▶ **Exercise details**
Work out the number of lines in the records that include the word "args"; reply with that number alone.
== Task inputs ==
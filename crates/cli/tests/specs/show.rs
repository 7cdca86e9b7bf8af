//! Recipe show specs

use crate::prelude::*;

#[test]
fn text_lists_metadata_ingredients_and_steps() {
    let project = Project::empty();
    project.file("soup.toml", SOUP_TOML);

    project
        .sous()
        .args(&["show", "soup.toml"])
        .passes()
        .stdout_eq(
            "Vegetable soup\n\
             Quick weeknight soup\n\
             Servings: 2 | Difficulty: Medium | Time: 1m 20s\n\
             \n\
             Ingredients:\n  \
             - 2 pcs of carrot\n  \
             - salt (to taste)\n\
             \n\
             Steps:\n  \
             1. cut Dice (20s, speed 6) - Dice the carrots\n  \
             2. temperature Boil (60s, 100°C, speed 1)\n",
        );
}

#[test]
fn text_shows_clamped_temperature() {
    let project = Project::empty();
    project.file("bread.json", BREAD_JSON);

    project
        .sous()
        .args(&["show", "bread.json"])
        .passes()
        .stdout_has("1. mechanical Knead (30s, speed 4)")
        .stdout_has("2. temperature Heat (15s, 200°C, speed 1)")
        .stdout_lacks("Ingredients:");
}

#[test]
fn json_round_trips_the_recipe() {
    let project = Project::empty();
    project.file("soup.toml", SOUP_TOML);

    let output = project
        .sous()
        .args(&["show", "soup.toml", "--format", "json"])
        .passes();
    let json: serde_json::Value = serde_json::from_str(output.stdout()).unwrap();

    assert_eq!(json["name"], "Vegetable soup");
    assert_eq!(json["servings"], 2);
    assert_eq!(json["steps"][0]["type"], "cut");
    assert_eq!(json["steps"][1]["temperature_c"], 100);
    assert_eq!(json["ingredients"][1]["unit"], "to taste");
}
===
▶ **Task output**
3